MCAT test has four sections in total-three in the multiple choice section and one is a writing section. First, raw scores are decided for each of the three multiple-choice sections based on the number of correct answers and then each of the separate raw scores are converted into a score on a 15-point scale. Raw scores are converted into scaled scores so that the slightest variation in the difficulty level of the different tests is compensated. Score on the Writing part is converted into an alphabetical score ranging from J to T (highest). Accordingly, the total score will be a number denoting the aggregate of the three multiple-choice sections and a letter denoting the score for the writing section. For example, if your individual scores on the multiple choice section are like 13, 12, and 12 and the score for the Writing Sample is T, your total MCAT score reads as 37T. However, while interpreting the MCAT scores, factors like fatigue, anxiety, less optimal test room conditions, etc. should also be considered to improve the reliability of the test. MCAT scoring uses an SEM (standard error of measurement) of 2 points to define the 68 percent confidence bands around reported individual scores. That is, if the reported score is 23, in 68% cases, the true level of achievement lies within the range 21 to 25 (23-2 and 23+2). Similarly a reported score of 25 will fall within the confidence range of 23 to 27; and the confidence ranges overlap indicating that the true level of achievements in both cases are, perhaps, more or less similar.
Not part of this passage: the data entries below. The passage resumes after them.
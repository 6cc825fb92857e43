//! Heuristic detection of Greeklish text.
//!
//! The rules run in a fixed order and the first positive rule decides.
//! Reordering them changes the outcome for borderline words, so the order
//! below is part of the contract, as are the thresholds.


use tracing::{debug, debug_span};

use crate::unicode::{contains_greek, is_greek_signal_consonant, is_latin_vowel};

/// Digraphs rare enough in English that one occurrence is decisive.
const STRONG_DIGRAPHS: &[&str] = &["ps", "ph", "ou", "ai", "ei", "oi", "mp", "nt", "gk", "gg"];
/// Digraphs that also occur in short English words ("the", "chip").
const WEAK_DIGRAPHS: &[&str] = &["th", "ch"];
const GREEK_SUFFIXES: &[&str] = &[
    "os", "as", "is", "es", "hs", "a", "o", "i", "io", "ia", "sis", "tis",
];

const WEAK_DIGRAPH_MIN_LETTERS: usize = 4;
const LONG_WORD_MIN_LETTERS: usize = 6;
const SIGNAL_VOWEL_RATIO: f64 = 0.35;
const SIGNAL_CONSONANT_MIN: usize = 2;
const SUFFIX_VOWEL_RATIO: f64 = 0.4;
const VOWEL_ENDING_RATIO: f64 = 0.3;
const LONG_WORD_VOWEL_RATIO: f64 = 0.35;
const HIATUS_VOWEL_RATIO: f64 = 0.25;

/// Which rule decided the classification.
#[derive(Debug, Clone, Copy, PartialEq, Eq)]
pub enum Verdict {
    Empty,
    AlreadyGreek,
    NoLetters,
    StrongDigraph,
    WeakDigraph,
    VowelRatioWithSignal,
    SignalConsonants,
    GreekSuffix,
    LongWordVowelEnding,
    LongWordVowelRatio,
    LongWordHiatus,
    NoSignal,
}

impl Verdict {
    pub fn is_greeklish(self) -> bool {
        matches!(
            self,
            Verdict::StrongDigraph
                | Verdict::WeakDigraph
                | Verdict::VowelRatioWithSignal
                | Verdict::SignalConsonants
                | Verdict::GreekSuffix
                | Verdict::LongWordVowelEnding
                | Verdict::LongWordVowelRatio
                | Verdict::LongWordHiatus
        )
    }

    pub fn as_str(self) -> &'static str {
        match self {
            Verdict::Empty => "empty",
            Verdict::AlreadyGreek => "already_greek",
            Verdict::NoLetters => "no_letters",
            Verdict::StrongDigraph => "strong_digraph",
            Verdict::WeakDigraph => "weak_digraph",
            Verdict::VowelRatioWithSignal => "vowel_ratio_with_signal",
            Verdict::SignalConsonants => "signal_consonants",
            Verdict::GreekSuffix => "greek_suffix",
            Verdict::LongWordVowelEnding => "long_word_vowel_ending",
            Verdict::LongWordVowelRatio => "long_word_vowel_ratio",
            Verdict::LongWordHiatus => "long_word_hiatus",
            Verdict::NoSignal => "no_signal",
        }
    }
}

/// Letter statistics of the normalized text.
#[derive(Debug, Clone, Copy, Default, PartialEq)]
pub struct TextStats {
    /// Alphabetic characters of any script.
    pub letters: usize,
    pub vowels: usize,
    pub signal_consonants: usize,
}

impl TextStats {
    fn of(text: &str) -> Self {
        let mut stats = TextStats::default();
        for c in text.chars() {
            if c.is_alphabetic() {
                stats.letters += 1;
            }
            if is_latin_vowel(c) {
                stats.vowels += 1;
            }
            if is_greek_signal_consonant(c) {
                stats.signal_consonants += 1;
            }
        }
        stats
    }

    pub fn vowel_ratio(&self) -> f64 {
        if self.letters == 0 {
            0.0
        } else {
            self.vowels as f64 / self.letters as f64
        }
    }
}

#[derive(Debug, Clone, Copy, PartialEq)]
pub struct Classification {
    pub verdict: Verdict,
    pub stats: TextStats,
}

impl Classification {
    pub fn is_greeklish(&self) -> bool {
        self.verdict.is_greeklish()
    }
}

/// Whether `text` looks like Greek written in Latin letters.
pub fn is_greeklish(text: &str) -> bool {
    classify(text).is_greeklish()
}

/// Classify `text` and report the deciding rule.
pub fn classify(text: &str) -> Classification {
    let _span = debug_span!("classify", text).entered();
    let result = run_rules(text);
    debug!(verdict = result.verdict.as_str(), letters = result.stats.letters);
    result
}

fn run_rules(text: &str) -> Classification {
    let done = |verdict, stats| Classification { verdict, stats };

    let normalized = text.trim().to_lowercase();
    if normalized.is_empty() {
        return done(Verdict::Empty, TextStats::default());
    }
    if contains_greek(&normalized) {
        return done(Verdict::AlreadyGreek, TextStats::default());
    }

    let stats = TextStats::of(&normalized);
    if stats.letters == 0 {
        return done(Verdict::NoLetters, stats);
    }

    if STRONG_DIGRAPHS.iter().any(|d| normalized.contains(d)) {
        return done(Verdict::StrongDigraph, stats);
    }
    if stats.letters >= WEAK_DIGRAPH_MIN_LETTERS
        && WEAK_DIGRAPHS.iter().any(|d| normalized.contains(d))
    {
        return done(Verdict::WeakDigraph, stats);
    }

    let ratio = stats.vowel_ratio();
    let has_signal = stats.signal_consonants > 0;
    if ratio >= SIGNAL_VOWEL_RATIO && has_signal {
        return done(Verdict::VowelRatioWithSignal, stats);
    }
    if stats.signal_consonants >= SIGNAL_CONSONANT_MIN {
        return done(Verdict::SignalConsonants, stats);
    }

    if GREEK_SUFFIXES.iter().any(|s| normalized.ends_with(s))
        && (has_signal || ratio >= SUFFIX_VOWEL_RATIO)
    {
        return done(Verdict::GreekSuffix, stats);
    }

    if stats.letters >= LONG_WORD_MIN_LETTERS {
        let ends_in_vowel = normalized.chars().last().is_some_and(is_latin_vowel);
        if ends_in_vowel && ratio >= VOWEL_ENDING_RATIO {
            return done(Verdict::LongWordVowelEnding, stats);
        }
        if ratio >= LONG_WORD_VOWEL_RATIO {
            return done(Verdict::LongWordVowelRatio, stats);
        }
        if has_vowel_hiatus(&normalized) && ratio >= HIATUS_VOWEL_RATIO {
            return done(Verdict::LongWordHiatus, stats);
        }
    }

    done(Verdict::NoSignal, stats)
}

/// Two different vowels side by side ("ea", "io").
fn has_vowel_hiatus(text: &str) -> bool {
    let chars: Vec<char> = text.chars().collect();
    chars
        .windows(2)
        .any(|w| is_latin_vowel(w[0]) && is_latin_vowel(w[1]) && w[0] != w[1])
}
use std::collections::{BTreeMap, HashSet};

use serde::Deserialize;

#[derive(Deserialize)]
struct TableConfig {
    #[serde(default)]
    digraphs: Vec<DigraphConfig>,
    #[serde(default)]
    letters: BTreeMap<String, Vec<String>>,
}

#[derive(Deserialize)]
struct DigraphConfig {
    latin: String,
    greek: Vec<String>,
}

#[derive(Debug, thiserror::Error)]
pub enum TableError {
    #[error("TOML parse error: {0}")]
    Parse(String),
    #[error("both [[digraphs]] and [letters] are empty")]
    Empty,
    #[error("digraph must be two lowercase ASCII letters: {0:?}")]
    InvalidDigraphKey(String),
    #[error("letter key must be one lowercase ASCII letter: {0:?}")]
    InvalidLetterKey(String),
    #[error("duplicate digraph: {0}")]
    DuplicateDigraph(String),
    #[error("empty replacement for key: {0}")]
    EmptyReplacement(String),
    #[error("transliteration table already initialized")]
    AlreadyInitialized,
}

/// Validated table contents, digraphs in priority order.
#[derive(Debug)]
pub struct ParsedTable {
    pub digraphs: Vec<([char; 2], Vec<String>)>,
    pub letters: BTreeMap<char, Vec<String>>,
}

/// Parse TOML text into a validated [`ParsedTable`].
pub fn parse_table_toml(toml_str: &str) -> Result<ParsedTable, TableError> {
    let config: TableConfig =
        toml::from_str(toml_str).map_err(|e| TableError::Parse(e.to_string()))?;

    if config.digraphs.is_empty() && config.letters.is_empty() {
        return Err(TableError::Empty);
    }

    let mut seen = HashSet::new();
    let mut digraphs = Vec::with_capacity(config.digraphs.len());
    for entry in config.digraphs {
        let pattern = match entry.latin.chars().collect::<Vec<_>>()[..] {
            [a, b] if a.is_ascii_lowercase() && b.is_ascii_lowercase() => [a, b],
            _ => return Err(TableError::InvalidDigraphKey(entry.latin)),
        };
        if !seen.insert(pattern) {
            return Err(TableError::DuplicateDigraph(entry.latin));
        }
        check_replacements(&entry.latin, &entry.greek)?;
        digraphs.push((pattern, entry.greek));
    }

    let mut letters = BTreeMap::new();
    for (key, options) in config.letters {
        let letter = match key.chars().collect::<Vec<_>>()[..] {
            [c] if c.is_ascii_lowercase() => c,
            _ => return Err(TableError::InvalidLetterKey(key)),
        };
        check_replacements(&key, &options)?;
        letters.insert(letter, options);
    }

    Ok(ParsedTable { digraphs, letters })
}

fn check_replacements(key: &str, options: &[String]) -> Result<(), TableError> {
    if options.is_empty() || options.iter().any(|o| o.is_empty()) {
        return Err(TableError::EmptyReplacement(key.to_string()));
    }
    Ok(())
}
Since 2003, MCAT scores are automatically released into the centralized AMCAS (American Medical College Application Service) system and from here to all the participating medical schools. Scores can also be released to other centralized application systems, if required, by using the MCAT Testing History (THx) System available online.

How Do Medical Schools Use the Score?

There is no uniform rule across the various universities and medical schools on how they use the MCAT score for selecting candidates. Based on the policies of individual medical schools and the number of applications they receive in a year, the criteria vary and might even change over a period of time.

  • Some give equal importance to GPA and MCAT scores, while some others prefer to evaluate candidates on the overall quality of their applications based on 23 application variables such as interview, gender, ethnicity, rural background and so on. At the same time, there is a third group, which gives a slight preference to MCAT scores.
  • The admission committees also consider the fact that repeaters' scores improve when they retake the test in the same year. Some use the applicant's latest score, while some others consider the best score, and yet others use only the MCAT score average of the individual across multiple takes.
  • According to AAMC sources, the MCAT score average of all applicants (rejected and accepted) has been around 25 with a standard deviation of 6.4 from 2008-2010. In the same year range, 8 percent of applicants with GPAs of 3.8 + and MCAT total scores of 39 or above were not admitted into any of the medical schools they applied to. At the same time, 18 percent candidates with GPAs in the range 3.20 to 3.39 and MCAT scores in the range 24 to 26 were accepted by at least one school.
  • If you want to understand what a good MCAT score is, it is better to look at the accepted MCAT average score of the individual medical schools you apply to, and there might be great differences. For example, the University of Illinois College Of Medicine had an accepted MCAT average score of 31 in the year 2011, while the Pritzker School of Medicine had an accepted MCAT average score of 36 in the same year.

Nevertheless, it cannot be predicted what MCAT score can secure you a medical seat. Anything below 24 might be considered not good enough, though. Scanning the trend over recent years for the accepted MCAT score average might help you analyze your score better.